Depuis des mois, la princesse Haya bint Al-Hussein, demi-sœur du roi Abdallah de Jordanie, sixième épouse de l’émir de Dubaï se bat contre son mari, devant le tribunal de la famille londonien. Elle demandait le divorce ainsi que des mesures d’éloignement à l’encontre de l’émir, car elle craignait que sa fille soit mariée de force afin de la faire rapatrier aux Émirats arabes unis. Le jugement rendu public aujourd’hui permet de découvrir que l’émir de Dubaï tentait de marier de force Jalila, 13 ans, au prince hériter d’Arabie saoudite, Mohammed ben Salman Al-Saoud, 34 ans. La princesse Haya avait alors fui Dubaï en mai 2019 et avait trouvé refuge à Londres, avec ses deux enfants, profitant que son époux était notamment occupé à marier trois de ses fils en même temps.

Très vite, des rumeurs ont circulé quant aux raisons pour lesquelles la princesse Haya avait fui son mari. Comme l’avait deviné la presse, la princesse Haya a fui les Émirats arabes unis, pays dont son mari est le Premier ministre et le Vice-président, car elle avait obtenu des renseignements concernant le sort de la princesse Latifa Al-Maktoum et de sa sœur, la princesse Chamsa Al-Maktoum. Les deux filles de l’émir sont portées disparues, l’une depuis 2000, l’autre de 2018.

Le tribunal britannique est au courant de ces kidnappings, depuis qu’ils ont été dévoilés par les témoins venus soutenir la princesse Haya lors de sa procédure de divorce. Sir Andrew McFarlane, juge du tribunal de la famille, qui a prononcé le divorce de l’émir et de son épouse a écrit dans son verdict, que les agissement de l’émir étaient « contraires au droit pénal anglais et gallois, aux lois internationales, aux lois internationales maritimes et aux règles de droit de l’Homme acceptées dans le monde entier ».

Le juge McFarlane a conclu : « Le père a mené une campagne, par différents moyens, dans le but d’harceler, intimider ou mettre la mère (la princesse Haya, ndlr) en grand danger. Par respect pour Chamsa et Latifa, il est prouvé qu’elles aient été gardées par la famille de leur père, privées de leur liberté »

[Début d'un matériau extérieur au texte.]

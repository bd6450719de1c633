//! HTML page rendering.

use maud::{html, DOCTYPE};

/// Style of the message banner.
#[derive(Debug, Clone, Copy, PartialEq, Eq, Default)]
pub enum Status {
    #[default]
    Info,
    Success,
    Error,
}

impl Status {
    fn banner_class(self) -> &'static str {
        match self {
            Status::Success => "bg-green-100 text-green-700 border-green-400",
            Status::Error => "bg-red-100 text-red-700 border-red-400",
            Status::Info => "bg-blue-100 text-blue-700 border-blue-400",
        }
    }
}

/// Render the game page.
///
/// The banner is only emitted when `message` is present, and the
/// "play again" link only for [`Status::Success`]. Every interpolated value
/// is HTML-escaped.
pub fn render(message: Option<&str>, status: Status, last_guess: &str) -> String {
    let markup = html! {
        (DOCTYPE)
        html lang="pt-BR" {
            head {
                meta charset="UTF-8";
                meta name="viewport" content="width=device-width, initial-scale=1.0";
                title { "Adivinhe o Número" }
                script src="https://cdn.tailwindcss.com" {}
            }
            body class="bg-gray-100 min-h-screen flex items-center justify-center" {
                div class="bg-white p-8 rounded-lg shadow-lg max-w-md w-full text-center" {
                    h1 class="text-3xl font-bold text-gray-800 mb-2" { "Adivinhe o Número" }
                    p class="text-gray-600 mb-6" {
                        "Eu pensei em um número entre "
                        span class="font-bold" { "1 e 100" }
                        "."
                    }

                    @if let Some(message) = message {
                        div role="alert" class={ "p-4 mb-4 border rounded-lg " (status.banner_class()) } {
                            p class="font-bold" { (message) }
                        }
                    }

                    form action="/" method="POST" class="space-y-4" {
                        div {
                            input type="number" name="palpite" placeholder="Seu palpite (1-100)"
                                required min="1" max="100" value=(last_guess)
                                class="w-full px-4 py-2 border border-gray-300 rounded focus:outline-none focus:ring-2 focus:ring-blue-500 text-center text-lg";
                        }
                        button type="submit"
                            class="w-full bg-blue-600 hover:bg-blue-700 text-white font-bold py-2 px-4 rounded transition duration-200" {
                            "Enviar Palpite"
                        }
                    }

                    @if status == Status::Success {
                        div class="mt-4" {
                            a href="/" class="text-blue-500 hover:underline" { "Jogar Novamente" }
                        }
                    }
                }
            }
        }
    };

    markup.into_string()
}
//! HTTP layer for guess-number.
//!
//! ## Endpoints
//!
//! - `GET /` - Show the guess form, starting a new game when the
//!   `userId` cookie is missing or unknown
//! - `POST /` - Evaluate the form field `palpite` against the session's
//!   secret number; redirects to `GET /` when there is no session
//!
//! ## Example
//!
//! ```no_run
//! use guess_number::api::{ServerConfig, serve};
//!
//! #[tokio::main]
//! async fn main() -> guess_number::Result<()> {
//!     let config = ServerConfig::new("127.0.0.1", 3000);
//!     serve(config).await
//! }
//! ```

pub mod handlers;
pub mod router;

// Re-export commonly used types
pub use handlers::{AppState, GuessForm, SESSION_COOKIE};
pub use router::{create_router, create_router_with_state, serve, serve_with_state, ServerConfig};
//! sqlineage-core: table-level SQL lineage
//!
//! This library reads SQL view and table definitions, extracts the tables
//! each definition reads from, and assembles the result into a directed
//! lineage graph for impact analysis and contract generation.

pub mod dialect;
pub mod entity;
pub mod error;
pub mod export;
pub mod extractor;
pub mod graph;
pub mod loader;
pub mod parser;
pub mod pipeline;

pub use dialect::SqlDialect;
pub use entity::{EntityKind, EntityName};
pub use error::{Diagnostic, DiagnosticKind, LineageError, Severity, Span};
pub use export::{ExportFormat, LineageDocument, LineageRecord};
pub use extractor::{extract_references, TableReferences};
pub use graph::{GraphBuilder, LineageGraph, Node};
pub use loader::{LoaderOptions, SqlSource};
pub use pipeline::{LineageRun, Pipeline, PipelineOptions};
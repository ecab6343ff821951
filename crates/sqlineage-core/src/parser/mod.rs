//! Statement parsing: split, tokenize, recognize definitions

pub mod lexer;
mod splitter;
mod statement;

use tracing::{debug, trace};

use crate::dialect::SqlDialect;
use crate::error::{Diagnostic, DiagnosticKind, Span};
use crate::loader::SqlSource;

pub use lexer::{tokenize, Ident, Keyword, Punct, Token};
pub use splitter::{split_sql_statements, RawStatement};
pub use statement::{parse_definition, Definition, ParseIssue};
pub(crate) use statement::{object_name, Cursor};

/// A definition together with where it came from
#[derive(Debug, Clone)]
pub struct ParsedDefinition {
    pub definition: Definition,
    pub source: std::path::PathBuf,
    pub span: Span,
}

/// Result of parsing one source file
#[derive(Debug, Default)]
pub struct ParsedSource {
    pub definitions: Vec<ParsedDefinition>,
    pub diagnostics: Vec<Diagnostic>,
    /// Number of non-empty statements seen
    pub statements: usize,
}

/// Parse every statement of a source file.
///
/// Malformed statements become parse warnings; parsing always continues
/// with the next statement.
pub fn parse_source(source: &SqlSource, dialect: SqlDialect) -> ParsedSource {
    let parser_dialect = dialect.parser_dialect();
    let mut parsed = ParsedSource::default();

    for raw in split_sql_statements(&source.text) {
        let span = Span::locate(&source.text, raw.offset, raw.text.len());
        let tokens = match tokenize(parser_dialect.as_ref(), raw.text) {
            Ok(tokens) => tokens,
            Err(e) => {
                // Tokenizer locations are relative to the statement
                let rel_line = e.location.line.max(1) as usize;
                let line = span.line + rel_line - 1;
                let column = if rel_line == 1 {
                    span.column + (e.location.column as usize).saturating_sub(1)
                } else {
                    e.location.column as usize
                };
                parsed.statements += 1;
                parsed.diagnostics.push(
                    Diagnostic::warning(
                        DiagnosticKind::ParseWarning,
                        format!("statement skipped: {}", e.message),
                    )
                    .with_source(&source.path)
                    .with_span(Span { line, column, ..span }),
                );
                continue;
            }
        };
        if tokens.is_empty() {
            // comment-only fragment
            continue;
        }
        parsed.statements += 1;

        match parse_definition(&tokens) {
            Ok(Some(definition)) => {
                debug!(
                    file = %source.path.display(),
                    line = span.line,
                    entity = %definition.name,
                    "found {} definition",
                    definition.kind
                );
                parsed.definitions.push(ParsedDefinition {
                    definition,
                    source: source.path.clone(),
                    span,
                });
            }
            Ok(None) => {
                trace!(file = %source.path.display(), line = span.line, "skipping non-definitional statement");
            }
            Err(issue) => {
                let mut diag = Diagnostic::warning(
                    DiagnosticKind::ParseWarning,
                    format!("statement skipped: {}", issue.message),
                )
                .with_source(&source.path)
                .with_span(span);
                if let Some(help) = issue.help {
                    diag = diag.with_help(help);
                }
                parsed.diagnostics.push(diag);
            }
        }
    }

    parsed
}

Par la même occasion on apprend le nombre impressionnant de tentatives d’intimidation qu’il aurait menées à l’encontre de son épouse. Le verdict du juge McFarlane affirme que l’émir :

  • a tenté de kidnapper la princess Haya par hélicoptère
  • a déposé illégalement des armes chez elle
  • a harcelé son épouse alors qu’elle avait une relation extraconjugale avec son garde du corps
  • a essayé de divorcer unilatéralement sans la prévenir
  • a menacé de lui prendre ses enfants
  • a publié des messages de haine sous forme de poèmes sur ses réseaux sociaux

Selon le verdict du juge, on apprend que c’est au début de l’année 2019, alors que la relation entre l’émir et la princesse Haya s’était dégradée, que celle-ci a commencé à s’intéresser au sort des princesses Chamsa et Latifa. C’est à cette période qu’elle a commencé à se sentir menacé, en retrouvant des armes dans sa chambre, en tentant de la kidnapper en hélicoptère ou encore en l’intimidant publiquement par des menaces en ligne. C’est à ce moment-là qu’elle aurait profité d’une occasion pour prendre ses deux enfants, Jalila et Zayed avec elle et fuir.

Qu’avait appris la princesse Haya sur le sort des deux filles de l’émir ? Qu’est-il arrivé à Chamsa et Latifa ?

La princesse Chamsa de Dubaï a été kidnappée après sa tentative de fuite à Cambridge

La cheikha Chamsa est issue de la relation de l’émir de Dubaï avec l’Algérienne Houria Ahmed al-M’aach. Elle a deux sœurs, Maitha et Latifa et un frère cadet Majid. La princesse Chamsa bint Mohammed ben Rachid Al-Maktoum aurait tenté de fuir, à bord de sa Range Rover, en 2000. Elle était âgée de 19 ans. L’évasion a eu lieu en Angleterre, alors qu’elle logeait dans l’une des demeures familiales à Cambridge. Elle est interceptée et reconduite à Dubaï. Depuis, la princesse Chamsa n’a plus jamais donné signe de vie…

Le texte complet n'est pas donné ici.